▼

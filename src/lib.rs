//! # Redirect API
//!
//! A small HTTP service that stores and serves URL redirect mappings
//! ("from path" → "to path") backed by Redis.
//!
//! ## Architecture
//!
//! This crate follows Clean Architecture principles with clear layer
//! separation:
//!
//! - **Domain Layer** ([`domain`]) - The redirect resource model
//! - **Application Layer** ([`application`]) - Store access and authorization services
//! - **Infrastructure Layer** ([`infrastructure`]) - Key-value backend implementations
//! - **API Layer** ([`api`]) - REST handlers, DTOs, and middleware
//!
//! ## Features
//!
//! - Opaque, reversible resource identifiers (URL-safe base64 of the source path)
//! - Cursor-based pagination over a scan-style backend
//! - Create-vs-update distinction on upsert (201 / 200)
//! - Permission-gated mutations via Bearer tokens
//! - Self links with optional forwarded-host rewriting for proxy deployments
//!
//! ## Quick Start
//!
//! ```bash
//! # Set required environment variables
//! export TOKEN_SIGNING_SECRET="change-me"
//! export REDIS_URL="redis://localhost:6379"  # Optional; in-memory store if unset
//!
//! # Start the service
//! cargo run
//! ```
//!
//! ## Configuration
//!
//! Service configuration is loaded from environment variables via
//! [`config::Config`]. See [`config`] module for available options.

pub mod api;
pub mod application;
pub mod domain;
pub mod error;
pub mod infrastructure;
pub mod state;
pub mod utils;

pub mod config;
pub mod server;

pub mod routes;

pub use error::AppError;
pub use state::AppState;

/// Commonly used types for external consumers.
///
/// Re-exports frequently used types to simplify imports for library users
/// and integration tests.
pub mod prelude {
    pub use crate::application::services::{AuthService, REDIRECTS_EDIT, RedirectService};
    pub use crate::domain::entities::{Redirect, RedirectPage};
    pub use crate::error::AppError;
    pub use crate::infrastructure::backend::{
        BackendError, BackendResult, MemoryBackend, RedirectBackend, RedisBackend, ScanPage,
    };
    pub use crate::state::AppState;
    pub use crate::utils::link_builder::LinkBuilder;
}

▲

• Activity: Nothing but the lines from the one that contains "pub mod state;" to the end of the listing should be given again, each exactly as it appears.

• Solution below:
pub mod state;
pub mod utils;

pub mod config;
pub mod server;

pub mod routes;

pub use error::AppError;
pub use state::AppState;

/// Commonly used types for external consumers.
///
/// Re-exports frequently used types to simplify imports for library users
/// and integration tests.
pub mod prelude {
    pub use crate::application::services::{AuthService, REDIRECTS_EDIT, RedirectService};
    pub use crate::domain::entities::{Redirect, RedirectPage};
    pub use crate::error::AppError;
    pub use crate::infrastructure::backend::{
        BackendError, BackendResult, MemoryBackend, RedirectBackend, RedisBackend, ScanPage,
    };
    pub use crate::state::AppState;
    pub use crate::utils::link_builder::LinkBuilder;
}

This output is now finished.